- [Goal of the exercise]: Write out the whole listing, matching it exactly.

- [Data for review]:
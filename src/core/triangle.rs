//! Triangle construction: seed digits through the fixed dependency graph
//!
//! Derivation (every step is `full_reduce(x + y)`):
//! - E = A+B, F = C+D, G = E+F
//! - I = A+E, J = B+E, H = I+J
//! - K = C+F, L = D+F, M = K+L
//! - N = F+G, O = E+G, P = N+O, Q = O+P, R = N+P
//!
//! P hangs off N and O, which hang off layer1 — never off A–D directly.

use std::collections::BTreeSet;

use chrono::{Datelike, Local, NaiveDate};

use crate::core::date::{parse_date, InvalidDateFormat};
use crate::core::reduce::full_reduce;
use crate::types::{Inputs, Layer1, SecondLayer, ThirdLayer, Triangle};

/// Build a triangle from four seed digits.
///
/// Zero seeds are the driver escape hatch; DOB paths always pass 1–9.
pub fn triangle_from_seeds(a: u8, b: u8, c: u8, d: u8) -> Triangle {
    let add = |x: u8, y: u8| full_reduce(x as u32 + y as u32);

    let e = add(a, b);
    let f = add(c, d);
    let g = add(e, f);

    let i = add(a, e);
    let j = add(b, e);
    let h = add(i, j);
    let k = add(c, f);
    let l = add(d, f);
    let m = add(k, l);

    let n = add(f, g);
    let o = add(e, g);
    let p = add(n, o);
    let q = add(o, p);
    let r = add(n, p);

    Triangle::assemble(
        Inputs { a, b, c, d },
        Layer1 { e, f, g },
        SecondLayer { h, i, j, k, l, m },
        ThirdLayer { n, o, p, q, r },
    )
}

/// Reduced halves of a four-digit-padded year: (first two, remainder)
pub fn year_halves(year: u32) -> (u8, u8) {
    let y = format!("{:04}", year);
    let (head, tail) = y.split_at(2);
    (
        full_reduce(head.parse::<u32>().unwrap_or(0)),
        full_reduce(tail.parse::<u32>().unwrap_or(0)),
    )
}

/// Build a triangle from a calendar date via the DOB seed rule
pub fn triangle_from_date(date: NaiveDate) -> Triangle {
    let (c, d) = year_halves(date.year().unsigned_abs());
    triangle_from_seeds(
        full_reduce(date.day()),
        full_reduce(date.month()),
        c,
        d,
    )
}

/// Build a triangle from a DOB string (`DD-MM-YYYY` or `YYYY-MM-DD`)
pub fn triangle_from_dob(dob: &str) -> Result<Triangle, InvalidDateFormat> {
    Ok(triangle_from_date(parse_date(dob)?))
}

/// Build a triangle from today's date
pub fn today_triangle() -> Triangle {
    triangle_from_date(Local::now().date_naive())
}

/// Distinct digits appearing anywhere in the four tiers
pub fn used_numbers(t: &Triangle) -> BTreeSet<u8> {
    t.flatten().iter().map(|&(_, v)| v).collect()
}

// =============================================================================
// TESTS
// =============================================================================

#[cfg(test)]
mod tests {
    use super::*;

    #[test]
    fn test_dependency_graph_29_10_2001() {
        let t = triangle_from_dob("29-10-2001").unwrap();
        assert_eq!((t.inputs.a, t.inputs.b, t.inputs.c, t.inputs.d), (2, 1, 2, 1));
        assert_eq!((t.layer1.e, t.layer1.f, t.layer1.g), (3, 3, 6));
        assert_eq!(t.third_layer.p, 9);
    }

    #[test]
    fn test_dependency_graph_28_01_2005() {
        let t = triangle_from_dob("28-01-2005").unwrap();
        assert_eq!((t.inputs.a, t.inputs.b, t.inputs.c, t.inputs.d), (1, 1, 2, 5));
        assert_eq!((t.layer1.e, t.layer1.f, t.layer1.g), (2, 7, 9));
        assert_eq!(t.second_layer.h, 6);
        assert_eq!(t.third_layer.p, 9);
    }

    #[test]
    fn test_core_summary_consistency() {
        let t = triangle_from_dob("29-10-2001").unwrap();
        assert_eq!(
            t.core.core_pair,
            t.layer1.e as u32 * 10 + t.layer1.f as u32
        );
        assert_eq!(t.core.g, t.layer1.g);
        assert_eq!(t.core.p_outcome, t.third_layer.p);
    }

    #[test]
    fn test_derived_tiers_never_zero_for_dob_seeds() {
        for a in 1..=9 {
            for b in 1..=9 {
                let t = triangle_from_seeds(a, b, 3, 7);
                for (label, v) in t.flatten().iter().skip(4) {
                    assert!((1..=9).contains(v), "{} = {} for seeds {},{}", label, v, a, b);
                }
            }
        }
    }

    #[test]
    fn test_year_halves() {
        assert_eq!(year_halves(2001), (2, 1));
        assert_eq!(year_halves(2025), (2, 7));
        assert_eq!(year_halves(1999), (1, 9));
        // padded to four digits
        assert_eq!(year_halves(5), (0, 5));
    }

    #[test]
    fn test_today_triangle_is_fully_populated() {
        let t = today_triangle();
        for (_, v) in t.flatten().iter().skip(4) {
            assert!((1..=9).contains(v));
        }
    }

    #[test]
    fn test_used_numbers_collects_all_tiers() {
        let t = triangle_from_dob("29-10-2001").unwrap();
        let used = used_numbers(&t);
        assert!(used.contains(&t.inputs.a));
        assert!(used.contains(&t.third_layer.r));
        assert!(used.iter().all(|d| *d <= 9));
    }
}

- [Answer]:
filename src/core/triangle.rs
//! Triangle construction: seed digits through the fixed dependency graph
//!
//! Derivation (every step is `full_reduce(x + y)`):
//! - E = A+B, F = C+D, G = E+F
//! - I = A+E, J = B+E, H = I+J
//! - K = C+F, L = D+F, M = K+L
//! - N = F+G, O = E+G, P = N+O, Q = O+P, R = N+P
//!
//! P hangs off N and O, which hang off layer1 — never off A–D directly.

use std::collections::BTreeSet;

use chrono::{Datelike, Local, NaiveDate};

use crate::core::date::{parse_date, InvalidDateFormat};
use crate::core::reduce::full_reduce;
use crate::types::{Inputs, Layer1, SecondLayer, ThirdLayer, Triangle};

/// Build a triangle from four seed digits.
///
/// Zero seeds are the driver escape hatch; DOB paths always pass 1–9.
pub fn triangle_from_seeds(a: u8, b: u8, c: u8, d: u8) -> Triangle {
    let add = |x: u8, y: u8| full_reduce(x as u32 + y as u32);

    let e = add(a, b);
    let f = add(c, d);
    let g = add(e, f);

    let i = add(a, e);
    let j = add(b, e);
    let h = add(i, j);
    let k = add(c, f);
    let l = add(d, f);
    let m = add(k, l);

    let n = add(f, g);
    let o = add(e, g);
    let p = add(n, o);
    let q = add(o, p);
    let r = add(n, p);

    Triangle::assemble(
        Inputs { a, b, c, d },
        Layer1 { e, f, g },
        SecondLayer { h, i, j, k, l, m },
        ThirdLayer { n, o, p, q, r },
    )
}

/// Reduced halves of a four-digit-padded year: (first two, remainder)
pub fn year_halves(year: u32) -> (u8, u8) {
    let y = format!("{:04}", year);
    let (head, tail) = y.split_at(2);
    (
        full_reduce(head.parse::<u32>().unwrap_or(0)),
        full_reduce(tail.parse::<u32>().unwrap_or(0)),
    )
}

/// Build a triangle from a calendar date via the DOB seed rule
pub fn triangle_from_date(date: NaiveDate) -> Triangle {
    let (c, d) = year_halves(date.year().unsigned_abs());
    triangle_from_seeds(
        full_reduce(date.day()),
        full_reduce(date.month()),
        c,
        d,
    )
}

/// Build a triangle from a DOB string (`DD-MM-YYYY` or `YYYY-MM-DD`)
pub fn triangle_from_dob(dob: &str) -> Result<Triangle, InvalidDateFormat> {
    Ok(triangle_from_date(parse_date(dob)?))
}

/// Build a triangle from today's date
pub fn today_triangle() -> Triangle {
    triangle_from_date(Local::now().date_naive())
}

/// Distinct digits appearing anywhere in the four tiers
pub fn used_numbers(t: &Triangle) -> BTreeSet<u8> {
    t.flatten().iter().map(|&(_, v)| v).collect()
}

// =============================================================================
// TESTS
// =============================================================================

#[cfg(test)]
mod tests {
    use super::*;

    #[test]
    fn test_dependency_graph_29_10_2001() {
        let t = triangle_from_dob("29-10-2001").unwrap();
        assert_eq!((t.inputs.a, t.inputs.b, t.inputs.c, t.inputs.d), (2, 1, 2, 1));
        assert_eq!((t.layer1.e, t.layer1.f, t.layer1.g), (3, 3, 6));
        assert_eq!(t.third_layer.p, 9);
    }

    #[test]
    fn test_dependency_graph_28_01_2005() {
        let t = triangle_from_dob("28-01-2005").unwrap();
        assert_eq!((t.inputs.a, t.inputs.b, t.inputs.c, t.inputs.d), (1, 1, 2, 5));
        assert_eq!((t.layer1.e, t.layer1.f, t.layer1.g), (2, 7, 9));
        assert_eq!(t.second_layer.h, 6);
        assert_eq!(t.third_layer.p, 9);
    }

    #[test]
    fn test_core_summary_consistency() {
        let t = triangle_from_dob("29-10-2001").unwrap();
        assert_eq!(
            t.core.core_pair,
            t.layer1.e as u32 * 10 + t.layer1.f as u32
        );
        assert_eq!(t.core.g, t.layer1.g);
        assert_eq!(t.core.p_outcome, t.third_layer.p);
    }

    #[test]
    fn test_derived_tiers_never_zero_for_dob_seeds() {
        for a in 1..=9 {
            for b in 1..=9 {
                let t = triangle_from_seeds(a, b, 3, 7);
                for (label, v) in t.flatten().iter().skip(4) {
                    assert!((1..=9).contains(v), "{} = {} for seeds {},{}", label, v, a, b);
                }
            }
        }
    }

    #[test]
    fn test_year_halves() {
        assert_eq!(year_halves(2001), (2, 1));
        assert_eq!(year_halves(2025), (2, 7));
        assert_eq!(year_halves(1999), (1, 9));
        // padded to four digits
        assert_eq!(year_halves(5), (0, 5));
    }

    #[test]
    fn test_today_triangle_is_fully_populated() {
        let t = today_triangle();
        for (_, v) in t.flatten().iter().skip(4) {
            assert!((1..=9).contains(v));
        }
    }

    #[test]
    fn test_used_numbers_collects_all_tiers() {
        let t = triangle_from_dob("29-10-2001").unwrap();
        let used = used_numbers(&t);
        assert!(used.contains(&t.inputs.a));
        assert!(used.contains(&t.third_layer.r));
        assert!(used.iter().all(|d| *d <= 9));
    }
}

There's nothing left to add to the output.